Requirement -
Take each line of the material that includes "marker" and copy it.

──────

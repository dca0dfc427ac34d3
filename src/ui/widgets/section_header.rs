//! Section header widget
//!
//! Displays a section title that fades and slides in with its reveal
//! progress. Uses a generic Message type so it stays free of application
//! types.

use iced::Element;
use iced::widget::{Space, column, text};

use crate::ui::theme::{self, BOLD_WEIGHT};

/// Create a section header element
///
/// `progress` is the section's reveal progress in [0, 1]; it scales the
/// title's alpha and a small upward slide.
pub fn view<'a, Message: 'a>(title: &'a str, progress: f32) -> Element<'a, Message> {
    let offset = (1.0 - progress) * crate::ui::animation::reveal::REVEAL_OFFSET;

    let title_text = text(title)
        .size(28)
        .color(theme::faded(theme::LIGHT, progress))
        .font(iced::Font {
            weight: BOLD_WEIGHT,
            ..Default::default()
        });

    column![Space::new().height(offset), title_text]
        .spacing(0)
        .into()
}
// src/app/state.rs
//! Application state definitions

use iced::time::Instant;
use iced::{Point, Size};

use crate::app::message::InteractiveId;
use crate::features::Settings;
use crate::ui::animation::{FadeAnimation, HoverEmphasis, PointerFollower, RevealAnimation};
use crate::ui::{PageMetrics, Section};

/// Main application state
pub struct App {
    /// Core infrastructure (settings, window metrics)
    pub core: CoreState,
    /// UI state (reveals, follower, overlay, animations)
    pub ui: UiState,
}

/// Core infrastructure
pub struct CoreState {
    pub settings: Settings,
    pub window_size: Size,
    /// Latest raw pointer position, window coordinates
    pub pointer_position: Point,
}

impl CoreState {
    pub fn new(settings: Settings) -> Self {
        let window_size = settings.window.size();
        Self {
            settings,
            window_size,
            pointer_position: Point::ORIGIN,
        }
    }

    /// Motion is disabled globally by the reduced-motion preference
    pub fn motion_enabled(&self) -> bool {
        !self.settings.display.reduced_motion
    }

    /// The cursor marker runs only when enabled and motion is allowed
    pub fn cursor_trail_enabled(&self) -> bool {
        self.settings.display.cursor_trail && self.motion_enabled()
    }
}

/// One reveal latch per page section
pub struct SectionReveals {
    hero: RevealAnimation,
    work: RevealAnimation,
    feedback: RevealAnimation,
    about: RevealAnimation,
    contact: RevealAnimation,
}

impl Default for SectionReveals {
    fn default() -> Self {
        Self {
            hero: RevealAnimation::default(),
            work: RevealAnimation::default(),
            feedback: RevealAnimation::default(),
            about: RevealAnimation::default(),
            contact: RevealAnimation::default(),
        }
    }
}

impl SectionReveals {
    pub fn get(&self, section: Section) -> &RevealAnimation {
        match section {
            Section::Hero => &self.hero,
            Section::Work => &self.work,
            Section::Feedback => &self.feedback,
            Section::About => &self.about,
            Section::Contact => &self.contact,
        }
    }

    fn get_mut(&mut self, section: Section) -> &mut RevealAnimation {
        match section {
            Section::Hero => &mut self.hero,
            Section::Work => &mut self.work,
            Section::Feedback => &mut self.feedback,
            Section::About => &mut self.about,
            Section::Contact => &mut self.contact,
        }
    }

    /// Feed one intersection-ratio sample to a section's latch
    pub fn observe(&mut self, section: Section, ratio: f32) -> bool {
        self.get_mut(section).observe(ratio)
    }

    /// Reveal progress for a section, in [0, 1]
    pub fn progress(&self, section: Section) -> f32 {
        self.get(section).progress()
    }

    /// Latch every section fully shown without transitions (reduced motion)
    pub fn force_all_shown(&mut self) {
        for section in Section::ALL {
            self.get_mut(section).force_shown();
        }
    }

    /// Release every observation, fired or not; part of teardown
    pub fn disconnect_all(&mut self) {
        for section in Section::ALL {
            self.get_mut(section).disconnect();
        }
    }

    pub fn is_animating(&self) -> bool {
        Section::ALL
            .iter()
            .any(|section| self.get(*section).is_animating())
    }

    pub fn tick(&mut self, now: Instant) {
        for section in Section::ALL {
            self.get_mut(section).tick(now);
        }
    }
}

/// UI view state
pub struct UiState {
    /// Absolute scroll offset of the page scrollable
    pub scroll_offset: f32,
    /// Section spans for the current viewport
    pub metrics: PageMetrics,
    /// One-shot reveal latches
    pub reveals: SectionReveals,

    /// Cursor marker state
    pub follower: PointerFollower<InteractiveId>,
    /// Glow/grow transition while the pointer is over an interactive element
    pub cursor_glow: FadeAnimation,
    /// Hover emphasis for buttons and cards
    pub hover_emphasis: HoverEmphasis<InteractiveId>,

    /// Full-window nav overlay (narrow layout)
    pub nav_overlay_open: bool,
    pub nav_overlay_animation: FadeAnimation,
}

impl UiState {
    pub fn new(window_size: Size) -> Self {
        Self {
            scroll_offset: 0.0,
            metrics: PageMetrics::new(window_size),
            reveals: SectionReveals::default(),
            follower: PointerFollower::new(),
            cursor_glow: FadeAnimation::new(),
            hover_emphasis: HoverEmphasis::new(),
            nav_overlay_open: false,
            nav_overlay_animation: FadeAnimation::new(),
        }
    }

    /// Sample every section's intersection ratio against the current scroll
    /// position. Only first-crossing samples have any effect; the latches
    /// keep their one-shot contract.
    pub fn sample_reveals(&mut self) {
        for section in Section::ALL {
            let ratio = self
                .metrics
                .intersection_ratio(section, self.scroll_offset);
            self.reveals.observe(section, ratio);
        }
    }

    /// Check if any transition is currently in flight
    pub fn has_active_animations(&self) -> bool {
        self.reveals.is_animating()
            || self.hover_emphasis.is_animating()
            || self.cursor_glow.is_animating()
            || self.nav_overlay_animation.is_animating()
    }

    /// Drop settled fade-out slots; call periodically from the frame tick
    pub fn cleanup_animations(&mut self) {
        self.hover_emphasis.prune();
    }
}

──────

Result of the exercise -
    /// The cursor marker runs only when enabled and motion is allowed
    /// Cursor marker state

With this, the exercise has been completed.